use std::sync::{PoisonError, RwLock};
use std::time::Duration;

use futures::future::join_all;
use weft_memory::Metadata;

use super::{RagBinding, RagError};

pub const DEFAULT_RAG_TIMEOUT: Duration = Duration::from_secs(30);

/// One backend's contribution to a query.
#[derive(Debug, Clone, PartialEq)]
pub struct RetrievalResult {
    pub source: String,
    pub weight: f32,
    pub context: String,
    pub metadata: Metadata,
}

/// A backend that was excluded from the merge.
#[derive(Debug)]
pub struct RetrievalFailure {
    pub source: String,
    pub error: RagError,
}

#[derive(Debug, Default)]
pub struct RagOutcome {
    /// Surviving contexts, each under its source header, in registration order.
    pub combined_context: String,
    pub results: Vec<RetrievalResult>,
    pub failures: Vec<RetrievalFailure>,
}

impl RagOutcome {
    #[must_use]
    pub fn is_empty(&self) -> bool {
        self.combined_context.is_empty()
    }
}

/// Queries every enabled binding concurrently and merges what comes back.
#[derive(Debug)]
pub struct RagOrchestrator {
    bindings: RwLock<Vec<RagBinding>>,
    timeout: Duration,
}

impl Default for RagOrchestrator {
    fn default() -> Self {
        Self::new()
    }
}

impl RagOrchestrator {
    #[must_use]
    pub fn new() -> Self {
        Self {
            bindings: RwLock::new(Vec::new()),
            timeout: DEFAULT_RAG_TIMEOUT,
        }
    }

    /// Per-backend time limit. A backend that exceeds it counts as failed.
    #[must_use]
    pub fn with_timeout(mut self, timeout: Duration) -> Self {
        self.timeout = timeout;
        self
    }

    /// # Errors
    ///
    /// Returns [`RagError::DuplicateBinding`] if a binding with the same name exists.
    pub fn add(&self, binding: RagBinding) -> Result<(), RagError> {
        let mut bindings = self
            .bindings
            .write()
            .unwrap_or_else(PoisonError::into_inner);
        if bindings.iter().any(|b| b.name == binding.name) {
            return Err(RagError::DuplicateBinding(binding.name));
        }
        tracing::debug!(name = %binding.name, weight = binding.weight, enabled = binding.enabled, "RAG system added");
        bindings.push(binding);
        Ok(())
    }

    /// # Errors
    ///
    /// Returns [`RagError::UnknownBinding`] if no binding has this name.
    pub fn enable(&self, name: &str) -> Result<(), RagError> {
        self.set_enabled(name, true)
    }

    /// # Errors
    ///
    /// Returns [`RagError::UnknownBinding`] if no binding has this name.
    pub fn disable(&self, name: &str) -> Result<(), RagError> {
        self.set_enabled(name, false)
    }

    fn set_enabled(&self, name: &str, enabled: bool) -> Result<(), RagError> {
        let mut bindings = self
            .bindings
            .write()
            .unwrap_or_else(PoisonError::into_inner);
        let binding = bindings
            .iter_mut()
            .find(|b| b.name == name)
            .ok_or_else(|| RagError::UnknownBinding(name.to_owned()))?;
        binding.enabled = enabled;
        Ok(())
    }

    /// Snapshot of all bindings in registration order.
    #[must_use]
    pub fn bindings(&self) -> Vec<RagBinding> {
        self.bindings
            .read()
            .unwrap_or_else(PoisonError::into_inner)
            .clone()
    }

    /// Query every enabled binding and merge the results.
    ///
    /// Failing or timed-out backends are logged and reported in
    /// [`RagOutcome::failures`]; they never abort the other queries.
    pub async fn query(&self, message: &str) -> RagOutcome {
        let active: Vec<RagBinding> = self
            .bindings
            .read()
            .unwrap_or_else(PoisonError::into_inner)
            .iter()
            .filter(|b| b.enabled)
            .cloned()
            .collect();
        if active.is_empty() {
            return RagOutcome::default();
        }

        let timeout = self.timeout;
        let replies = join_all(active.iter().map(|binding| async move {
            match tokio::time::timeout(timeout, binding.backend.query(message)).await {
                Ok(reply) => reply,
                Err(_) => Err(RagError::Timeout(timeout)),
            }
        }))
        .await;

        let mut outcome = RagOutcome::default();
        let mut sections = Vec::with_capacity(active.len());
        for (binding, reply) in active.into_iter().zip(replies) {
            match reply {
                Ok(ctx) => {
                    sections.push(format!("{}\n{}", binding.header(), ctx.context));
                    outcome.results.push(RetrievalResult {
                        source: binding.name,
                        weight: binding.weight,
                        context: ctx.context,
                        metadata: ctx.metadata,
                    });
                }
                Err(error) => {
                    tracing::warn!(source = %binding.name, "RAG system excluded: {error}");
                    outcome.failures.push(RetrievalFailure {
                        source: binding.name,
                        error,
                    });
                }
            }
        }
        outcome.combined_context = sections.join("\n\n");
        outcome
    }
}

Aim of the exercise: What you return should match every line above exactly.

Response:
use std::sync::{PoisonError, RwLock};
use std::time::Duration;

use futures::future::join_all;
use weft_memory::Metadata;

use super::{RagBinding, RagError};

pub const DEFAULT_RAG_TIMEOUT: Duration = Duration::from_secs(30);

/// One backend's contribution to a query.
#[derive(Debug, Clone, PartialEq)]
pub struct RetrievalResult {
    pub source: String,
    pub weight: f32,
    pub context: String,
    pub metadata: Metadata,
}

/// A backend that was excluded from the merge.
#[derive(Debug)]
pub struct RetrievalFailure {
    pub source: String,
    pub error: RagError,
}

#[derive(Debug, Default)]
pub struct RagOutcome {
    /// Surviving contexts, each under its source header, in registration order.
    pub combined_context: String,
    pub results: Vec<RetrievalResult>,
    pub failures: Vec<RetrievalFailure>,
}

impl RagOutcome {
    #[must_use]
    pub fn is_empty(&self) -> bool {
        self.combined_context.is_empty()
    }
}

/// Queries every enabled binding concurrently and merges what comes back.
#[derive(Debug)]
pub struct RagOrchestrator {
    bindings: RwLock<Vec<RagBinding>>,
    timeout: Duration,
}

impl Default for RagOrchestrator {
    fn default() -> Self {
        Self::new()
    }
}

impl RagOrchestrator {
    #[must_use]
    pub fn new() -> Self {
        Self {
            bindings: RwLock::new(Vec::new()),
            timeout: DEFAULT_RAG_TIMEOUT,
        }
    }

    /// Per-backend time limit. A backend that exceeds it counts as failed.
    #[must_use]
    pub fn with_timeout(mut self, timeout: Duration) -> Self {
        self.timeout = timeout;
        self
    }

    /// # Errors
    ///
    /// Returns [`RagError::DuplicateBinding`] if a binding with the same name exists.
    pub fn add(&self, binding: RagBinding) -> Result<(), RagError> {
        let mut bindings = self
            .bindings
            .write()
            .unwrap_or_else(PoisonError::into_inner);
        if bindings.iter().any(|b| b.name == binding.name) {
            return Err(RagError::DuplicateBinding(binding.name));
        }
        tracing::debug!(name = %binding.name, weight = binding.weight, enabled = binding.enabled, "RAG system added");
        bindings.push(binding);
        Ok(())
    }

    /// # Errors
    ///
    /// Returns [`RagError::UnknownBinding`] if no binding has this name.
    pub fn enable(&self, name: &str) -> Result<(), RagError> {
        self.set_enabled(name, true)
    }

    /// # Errors
    ///
    /// Returns [`RagError::UnknownBinding`] if no binding has this name.
    pub fn disable(&self, name: &str) -> Result<(), RagError> {
        self.set_enabled(name, false)
    }

    fn set_enabled(&self, name: &str, enabled: bool) -> Result<(), RagError> {
        let mut bindings = self
            .bindings
            .write()
            .unwrap_or_else(PoisonError::into_inner);
        let binding = bindings
            .iter_mut()
            .find(|b| b.name == name)
            .ok_or_else(|| RagError::UnknownBinding(name.to_owned()))?;
        binding.enabled = enabled;
        Ok(())
    }

    /// Snapshot of all bindings in registration order.
    #[must_use]
    pub fn bindings(&self) -> Vec<RagBinding> {
        self.bindings
            .read()
            .unwrap_or_else(PoisonError::into_inner)
            .clone()
    }

    /// Query every enabled binding and merge the results.
    ///
    /// Failing or timed-out backends are logged and reported in
    /// [`RagOutcome::failures`]; they never abort the other queries.
    pub async fn query(&self, message: &str) -> RagOutcome {
        let active: Vec<RagBinding> = self
            .bindings
            .read()
            .unwrap_or_else(PoisonError::into_inner)
            .iter()
            .filter(|b| b.enabled)
            .cloned()
            .collect();
        if active.is_empty() {
            return RagOutcome::default();
        }

        let timeout = self.timeout;
        let replies = join_all(active.iter().map(|binding| async move {
            match tokio::time::timeout(timeout, binding.backend.query(message)).await {
                Ok(reply) => reply,
                Err(_) => Err(RagError::Timeout(timeout)),
            }
        }))
        .await;

        let mut outcome = RagOutcome::default();
        let mut sections = Vec::with_capacity(active.len());
        for (binding, reply) in active.into_iter().zip(replies) {
            match reply {
                Ok(ctx) => {
                    sections.push(format!("{}\n{}", binding.header(), ctx.context));
                    outcome.results.push(RetrievalResult {
                        source: binding.name,
                        weight: binding.weight,
                        context: ctx.context,
                        metadata: ctx.metadata,
                    });
                }
                Err(error) => {
                    tracing::warn!(source = %binding.name, "RAG system excluded: {error}");
                    outcome.failures.push(RetrievalFailure {
                        source: binding.name,
                        error,
                    });
                }
            }
        }
        outcome.combined_context = sections.join("\n\n");
        outcome
    }
}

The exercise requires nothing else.